Current laws and regulation
A number of organisations are involved in the control of spray drift.
Northland Regional Council
We are concerned with environmental damage or the pollution effects of spray drift. The Proposed Regional Plan has rules and guidelines for the control of spray drift.
Health Protection Officers, who work for Northland Health, are concerned with human health. The officers investigate spray drift complaints where there is a concern about bad effects on health. They can also provide information on the health effects of agrichemicals and tell you ways to lessen the risk of exposure.
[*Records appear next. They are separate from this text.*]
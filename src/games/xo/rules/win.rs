//! Win detection: runs of K identical owners along any line.

use super::super::board::{Board, Direction, MIN_SIZE};
use super::super::types::{Owner, Player, Position};
use serde::{Deserialize, Serialize};
use tracing::{debug, instrument};

/// Run length needed to win on a board of the given side length.
///
/// Three on the minimum board, four on anything larger.
pub fn win_length(size: usize) -> usize {
    if size > MIN_SIZE { 4 } else { 3 }
}

/// A maximal run of one player's cells within a single line.
#[derive(Debug, Clone, Copy, PartialEq, Eq)]
pub struct Run {
    /// Owner of every cell in the run.
    pub player: Player,
    /// Index of the first cell of the run within the line.
    pub start: usize,
    /// Number of cells in the run.
    pub len: usize,
}

/// A winning run located on the board.
#[derive(Debug, Clone, PartialEq, Eq, Serialize, Deserialize)]
pub struct WinningRun {
    /// The winner.
    pub player: Player,
    /// Orientation of the line the run lies on.
    pub direction: Direction,
    /// Cells of the run in scan order.
    pub cells: Vec<Position>,
}

/// Scans a line and returns the first maximal run of at least `win_length`.
///
/// The run counter resets on every change of owner and on every unclaimed
/// cell. Lines shorter than `win_length` are rejected without scanning.
pub fn scan_line(owners: &[Owner], win_length: usize) -> Option<Run> {
    let win_length = win_length.max(1);
    if owners.len() < win_length {
        return None;
    }

    let mut current: Option<Run> = None;
    for (idx, owner) in owners.iter().enumerate() {
        let next = owner.player();
        match current {
            Some(ref mut run) if Some(run.player) == next => run.len += 1,
            _ => {
                if let Some(run) = current.filter(|run| run.len >= win_length) {
                    return Some(run);
                }
                current = next.map(|player| Run {
                    player,
                    start: idx,
                    len: 1,
                });
            }
        }
    }

    current.filter(|run| run.len >= win_length)
}

/// Searches every row, column, and diagonal for a winning run.
#[instrument(skip(board), fields(size = board.size()))]
pub fn find_winning_run(board: &Board, win_length: usize) -> Option<WinningRun> {
    board
        .all_lines()
        .filter(|line| line.len() >= win_length)
        .find_map(|line| {
            let run = scan_line(&board.owners(&line), win_length)?;
            debug!(player = %run.player, direction = %line.direction(), len = run.len, "Winning run found");
            Some(WinningRun {
                player: run.player,
                direction: line.direction(),
                cells: line.cells()[run.start..run.start + run.len].to_vec(),
            })
        })
}

/// Searches only the four lines through `pos` for a winning run.
///
/// Equivalent to [`find_winning_run`] when the board held no winning run
/// before `pos` was claimed, which is the case after every legal turn.
#[instrument(skip(board), fields(size = board.size()))]
pub fn find_winning_run_through(
    board: &Board,
    pos: Position,
    win_length: usize,
) -> Option<WinningRun> {
    board
        .lines_through(pos)
        .into_iter()
        .filter(|line| line.len() >= win_length)
        .find_map(|line| {
            let run = scan_line(&board.owners(&line), win_length)?;
            Some(WinningRun {
                player: run.player,
                direction: line.direction(),
                cells: line.cells()[run.start..run.start + run.len].to_vec(),
            })
        })
}

/// Checks if there is a winner on the board.
///
/// Returns `Some(player)` if the player has a run of `win_length` on any
/// line, `None` otherwise.
pub fn check_winner(board: &Board, win_length: usize) -> Option<Player> {
    find_winning_run(board, win_length).map(|run| run.player)
}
Northland Health contact details are:
- Far North - phone (09) 408 3425
- Mid-North - phone (09) 407 7033
- Whangarei/Kaipara - phone (09) 430 4100
- After hours for all of Northland - phone (09) 430 4100
Ministry of Agriculture and Forestry
The Ministry of Agriculture is concerned with damage to property, particularly damage to plants or crops. The Ministry may be able to prosecute sprayers who damage crops, but a prosecution can only take place if there is well documented evidence, including the name of the suspected sprayer. Immediately after the suspected incident, samples of broad leafed plants should be collected and placed in clean double plastic bags in the freezer.
Civil Aviation Authority
The Civil Aviation Authority is concerned with the use of aircraft in New Zealand. It licenses pilots to apply agrichemicals from the air and in certain situations can get involved in agrichemical investigations.